The men’s situation would have been pitiable if their deeds had not been so abhorrent. Peach stood trial in a foreign land, parted from family, as a member of the lowest social standing, discarded by whatever influential benefactors he once had. As if waking up on the throes of a well-deserved nightmare, Peach was surrounded by people he had wronged over the years: his companions, whom he had coaxed into trouble; the allies of the Nipmuc man he had murdered; Edward Winslow, whose contract he had flouted and trust he had violated by running away; Stephen Hopkins, whose servant he had impregnated in violation of Plymouth laws; and then there was Dorothy Temple herself, whom he had effectively abandoned. Peach kept his ear to the ground, and even with so many enemies he had reason to believe that the scales of justice could tip in his favor. Peach’s jury would seat no tribesmen, being made up of individuals who looked like him, white men. Men who had been in quarrels and wars with tribesmen, who had bought and otherwise finagled land from the indigenous people, sometimes only to find them still “trespassing.”
Some settlers made clear that they were unconcerned with the evidence of the crime. Jurors, too, might value fellow settlers, servants or not, over the life of a single tribesman. On this front, former Plymouth Colony governor Bradford noted that within the settlement “the rude and ignorant sort murmured [disapprovingly] that any English should be put to death for the Indean.” Such rumblings had to worry Plymouth Colony governor Thomas Prence for the jurors’ safety. Some years later, a colonial juror sitting on a case in which the defendants were tribesmen came under threat of intimidation from “a mob assembled at . . . [his] home.” Fearing for their lives, even open-minded jurors might be unable to arrive at a consensus.
Narragansett and Wampanoag, adorned in traditional clothing, clustered near the banished and controversial colonial leader, Roger Williams, who was in attendance, likely sweating in his trim-fitting waistcoat. There were men present, like those who had urged his banishment from Massachusetts Bay, who would have liked to see Williams dead. One settler who nursed a feud with him called him “an ass, a simple dunce, a knave, a liar, a thief, cheater an hypocrite, a drunkard, a traitor, a whore monger with Indian women.” Relations were tense at best among many of the colonial leaders and citizens gathered together in close quarters for the trial.
In parts of Kent, England, the birthplace of several of the jurors, the townspeople were called to court by the sound of the enormous, ancient moot horn. The low, sonorous tone could be heard far and wide. In the English village of Sandwich, men seated for jury service gathered in an imposing courtroom where Queen Elizabeth I had once been entertained. Its walls boasted oak panels, adorned with royal arms. The Plymouth Colony Meeting House was humble by comparison but far more solemn.
English town criers traditionally called jurors and spectators to court with the rousing refrain “Attend, good men and true,” a summons that may have also drawn the Plymouth Colony jurors to court.

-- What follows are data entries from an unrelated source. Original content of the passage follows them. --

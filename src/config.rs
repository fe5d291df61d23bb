//! # Configuration Management Module
//!
//! Persistent analyzer settings stored in platform-appropriate locations.
//! Handles loading, saving, and providing defaults for configuration options.
//!
//! ## Settings
//! - `rise_threshold`, `descend_threshold`, `stable_band`: phase machine thresholds in g
//! - `sampling_hz`: nominal sampling rate reported in the sensor block
//! - `transport_resolution`: maximum rows returned for plotting
//! - `worker_threads`, `cache_capacity`: background analysis pool sizing
//!
//! ## Storage Location
//! - macOS: ~/Library/Application Support/sts-analyzer/config.toml
//! - Linux: ~/.config/sts-analyzer/config.toml
//! - Windows: %APPDATA%\sts-analyzer\config.toml
//!
//! Every field has a default, so a file only needs the settings it changes.

use crate::error::ConfigError;
use crate::segmentation::SegmentationThresholds;
use serde::{Deserialize, Serialize};
use std::fs;
use std::path::{Path, PathBuf};

#[derive(Debug, Clone, PartialEq, Serialize, Deserialize)]
#[serde(default)]
pub struct Config {
    pub rise_threshold: f64,
    pub descend_threshold: f64,
    pub stable_band: f64,
    pub sampling_hz: f64,
    pub transport_resolution: usize,
    pub worker_threads: usize,
    pub cache_capacity: usize,
}

impl Default for Config {
    fn default() -> Self {
        let thresholds = SegmentationThresholds::default();
        Self {
            rise_threshold: thresholds.rise,
            descend_threshold: thresholds.descend,
            stable_band: thresholds.stable_band,
            sampling_hz: 60.0,
            transport_resolution: 1000,
            worker_threads: 2,
            cache_capacity: 32,
        }
    }
}

/// Sensor-block metadata supplied by configuration rather than computed
#[derive(Debug, Clone, Copy, PartialEq)]
pub struct TransportConfig {
    pub sampling_hz: f64,
    pub resolution: usize,
}

impl Default for TransportConfig {
    fn default() -> Self {
        Config::default().transport()
    }
}

impl Config {
    /// Get the path to the config file
    pub fn config_path() -> PathBuf {
        dirs::config_dir()
            .unwrap_or_else(|| PathBuf::from("."))
            .join("sts-analyzer")
            .join("config.toml")
    }

    /// Load config from the default location, or create default if it doesn't exist
    pub fn load() -> Result<Self, ConfigError> {
        Self::load_from(&Self::config_path())
    }

    /// Load config from `path`, writing the default there if the file is missing
    pub fn load_from(path: &Path) -> Result<Self, ConfigError> {
        match fs::read_to_string(path) {
            Ok(contents) => {
                let config = toml::from_str(&contents)
                    .map_err(ConfigError::ParseFailed)?;
                log::debug!("Loaded config from {}", path.display());
                Ok(config)
            }
            Err(e) if e.kind() == std::io::ErrorKind::NotFound => {
                // File doesn't exist, create default
                let config = Self::default();
                config.save_to(path)?;
                log::info!("Wrote default config to {}", path.display());
                Ok(config)
            }
            Err(e) => Err(ConfigError::ReadFailed(e)),
        }
    }

    /// Save config to the default location
    pub fn save(&self) -> Result<(), ConfigError> {
        self.save_to(&Self::config_path())
    }

    /// Save config to `path`
    pub fn save_to(&self, path: &Path) -> Result<(), ConfigError> {
        // Create parent directory if it doesn't exist
        if let Some(parent) = path.parent() {
            fs::create_dir_all(parent)
                .map_err(ConfigError::WriteFailed)?;
        }

        let toml_string = toml::to_string_pretty(self)
            .map_err(ConfigError::SerializeFailed)?;
        fs::write(path, toml_string)
            .map_err(ConfigError::WriteFailed)?;

        Ok(())
    }

    pub fn thresholds(&self) -> SegmentationThresholds {
        SegmentationThresholds {
            rise: self.rise_threshold,
            descend: self.descend_threshold,
            stable_band: self.stable_band,
        }
    }

    pub fn transport(&self) -> TransportConfig {
        TransportConfig {
            sampling_hz: self.sampling_hz,
            resolution: self.transport_resolution,
        }
    }
}

#[cfg(test)]
mod tests {
    use super::*;
    use tempfile::tempdir;

    #[test]
    fn test_default_config() {
        let config = Config::default();
        assert_eq!(config.rise_threshold, 0.5);
        assert_eq!(config.descend_threshold, -0.3);
        assert_eq!(config.stable_band, 0.1);
        assert_eq!(config.transport_resolution, 1000);
        assert_eq!(config.thresholds(), SegmentationThresholds::default());
    }

    #[test]
    fn test_config_serialization() {
        let config = Config {
            rise_threshold: 0.6,
            worker_threads: 4,
            ..Config::default()
        };

        let toml_str = toml::to_string(&config).expect("Failed to serialize");
        assert!(toml_str.contains("rise_threshold = 0.6"));
        assert!(toml_str.contains("worker_threads = 4"));
    }

    #[test]
    fn test_partial_config_deserialization() {
        let toml_str = r#"
            stable_band = 0.15
            transport_resolution = 250
        "#;

        let config: Config = toml::from_str(toml_str).expect("Failed to deserialize");
        assert_eq!(config.stable_band, 0.15);
        assert_eq!(config.transport().resolution, 250);
        assert_eq!(config.rise_threshold, 0.5);
        assert_eq!(config.cache_capacity, 32);
    }

    #[test]
    fn test_config_load_creates_default() {
        let dir = tempdir().unwrap();
        let path = dir.path().join("nested").join("config.toml");

        let config = Config::load_from(&path).expect("Failed to load config");

        assert_eq!(config, Config::default());
        assert!(path.exists());
    }

    #[test]
    fn test_config_save_and_reload() {
        let dir = tempdir().unwrap();
        let path = dir.path().join("config.toml");
        let config = Config {
            descend_threshold: -0.25,
            sampling_hz: 100.0,
            ..Config::default()
        };

        config.save_to(&path).expect("Failed to save config");
        let reloaded = Config::load_from(&path).expect("Failed to reload config");

        assert_eq!(reloaded, config);
        assert_eq!(reloaded.thresholds().descend, -0.25);
    }

    #[test]
    fn test_config_parse_error() {
        let dir = tempdir().unwrap();
        let path = dir.path().join("config.toml");
        fs::write(&path, "rise_threshold = \"high\"").unwrap();

        let err = Config::load_from(&path).unwrap_err();
        assert!(matches!(err, ConfigError::ParseFailed(_)));
    }
}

Edward Foster, William Hatch, John Winslow, William Pontus, Richard Derbye, John Holmes, John Paybody, Humfrey Turner, Samuell Hinkley, Giles Rickett, and Gabriell Fallowell made up eleven of the twelve men needed to serve as jurors. Clues in the historical record suggest that Prence and Reverend Lothrop managed to agree that if the religious leader kept his congregation in the colony until the end of the trial, the governor would support their relocation.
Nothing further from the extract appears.